* Assigned task: Where in the records does the word "derive" occur? Copy each line in which it does.
━━━ Records supplied ━━━
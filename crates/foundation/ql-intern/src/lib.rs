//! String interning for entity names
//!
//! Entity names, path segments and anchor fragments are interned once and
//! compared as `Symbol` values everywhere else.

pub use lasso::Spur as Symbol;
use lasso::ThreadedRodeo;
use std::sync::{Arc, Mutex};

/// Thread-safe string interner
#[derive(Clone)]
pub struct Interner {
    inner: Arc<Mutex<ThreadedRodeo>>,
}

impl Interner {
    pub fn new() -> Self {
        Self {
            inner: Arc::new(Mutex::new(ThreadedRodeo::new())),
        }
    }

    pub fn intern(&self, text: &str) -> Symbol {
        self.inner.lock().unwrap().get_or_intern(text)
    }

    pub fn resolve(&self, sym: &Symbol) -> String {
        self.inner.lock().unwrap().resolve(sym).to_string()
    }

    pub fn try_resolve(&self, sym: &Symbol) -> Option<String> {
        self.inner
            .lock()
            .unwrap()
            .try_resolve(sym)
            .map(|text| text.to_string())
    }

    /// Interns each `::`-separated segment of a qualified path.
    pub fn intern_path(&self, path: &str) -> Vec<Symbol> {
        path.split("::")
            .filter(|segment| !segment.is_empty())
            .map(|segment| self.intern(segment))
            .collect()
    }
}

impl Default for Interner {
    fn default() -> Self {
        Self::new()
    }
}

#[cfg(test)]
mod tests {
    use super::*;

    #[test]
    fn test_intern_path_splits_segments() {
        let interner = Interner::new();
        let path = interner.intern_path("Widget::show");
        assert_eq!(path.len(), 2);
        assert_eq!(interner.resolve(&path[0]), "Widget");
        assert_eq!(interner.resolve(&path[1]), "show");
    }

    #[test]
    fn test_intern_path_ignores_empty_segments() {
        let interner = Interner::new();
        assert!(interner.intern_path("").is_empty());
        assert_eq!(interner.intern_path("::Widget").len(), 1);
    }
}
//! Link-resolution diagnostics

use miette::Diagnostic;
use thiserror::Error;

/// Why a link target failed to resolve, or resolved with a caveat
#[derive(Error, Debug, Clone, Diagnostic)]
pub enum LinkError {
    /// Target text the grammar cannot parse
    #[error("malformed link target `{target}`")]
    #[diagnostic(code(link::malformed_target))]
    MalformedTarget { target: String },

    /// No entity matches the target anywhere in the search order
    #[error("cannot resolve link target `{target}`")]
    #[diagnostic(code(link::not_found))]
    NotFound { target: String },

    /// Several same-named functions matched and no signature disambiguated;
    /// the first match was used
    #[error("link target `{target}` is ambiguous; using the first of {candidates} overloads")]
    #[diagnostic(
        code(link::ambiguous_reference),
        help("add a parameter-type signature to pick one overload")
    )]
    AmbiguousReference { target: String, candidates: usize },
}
━━━
* Answer to this task:
#[derive(Clone)]
#[derive(Error, Debug, Clone, Diagnostic)]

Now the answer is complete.